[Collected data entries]
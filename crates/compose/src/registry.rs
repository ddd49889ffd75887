use std::sync::Arc;

use indexmap::IndexMap;

use crate::{RenderResult, Section, SectionError};

/// Ordered set of sections a dashboard declares.
///
/// Sections are resolved in registration order. Declaring a name twice
/// replaces its render function but keeps the first position.
#[derive(Debug, Clone, Default)]
pub struct SectionRegistry {
	sections: IndexMap<Arc<str>, Section>,
}

impl SectionRegistry {
	pub fn builder() -> SectionRegistryBuilder {
		SectionRegistryBuilder::default()
	}

	pub fn get(&self, name: &str) -> Option<&Section> {
		self.sections.get(name)
	}

	pub fn names(&self) -> impl Iterator<Item = &str> {
		self.sections.keys().map(|name| &**name)
	}

	pub fn iter(&self) -> impl Iterator<Item = &Section> {
		self.sections.values()
	}

	pub fn len(&self) -> usize {
		self.sections.len()
	}

	pub fn is_empty(&self) -> bool {
		self.sections.is_empty()
	}
}

/// Builder for [`SectionRegistry`].
#[derive(Debug, Default)]
pub struct SectionRegistryBuilder {
	sections: IndexMap<Arc<str>, Section>,
}

impl SectionRegistryBuilder {
	/// Declares section `name` rendered by `render`.
	pub fn section<F, R>(self, name: &str, render: F) -> Self
	where
		F: Fn() -> Result<R, SectionError> + Send + Sync + 'static,
		R: Into<RenderResult>,
	{
		self.push(Section::new(name, render))
	}

	pub fn push(mut self, section: Section) -> Self {
		let name: Arc<str> = Arc::from(section.name());
		self.sections.insert(name, section);
		self
	}

	pub fn build(self) -> SectionRegistry {
		SectionRegistry { sections: self.sections }
	}
}

#[cfg(test)]
mod tests {
	use super::*;

	#[test]
	fn redeclaring_keeps_position() {
		let registry = SectionRegistry::builder()
			.section("head", || Ok::<_, SectionError>("old"))
			.section("stashes", || Ok::<_, SectionError>(""))
			.section("head", || Ok::<_, SectionError>("new"))
			.build();

		assert_eq!(registry.names().collect::<Vec<_>>(), ["head", "stashes"]);
		let head = registry.get("head").unwrap().render().unwrap();
		assert_eq!(head.text(), "new");
	}
}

What you are asked to do: Please give an exact copy of the lines above, beginning with the line containing "self.sections.insert(name, section);" and running through the line containing "let registry = SectionRegistry::builder()", and of no other lines.

Result of this task:
		self.sections.insert(name, section);
		self
	}

	pub fn build(self) -> SectionRegistry {
		SectionRegistry { sections: self.sections }
	}
}

#[cfg(test)]
mod tests {
	use super::*;

	#[test]
	fn redeclaring_keeps_position() {
		let registry = SectionRegistry::builder()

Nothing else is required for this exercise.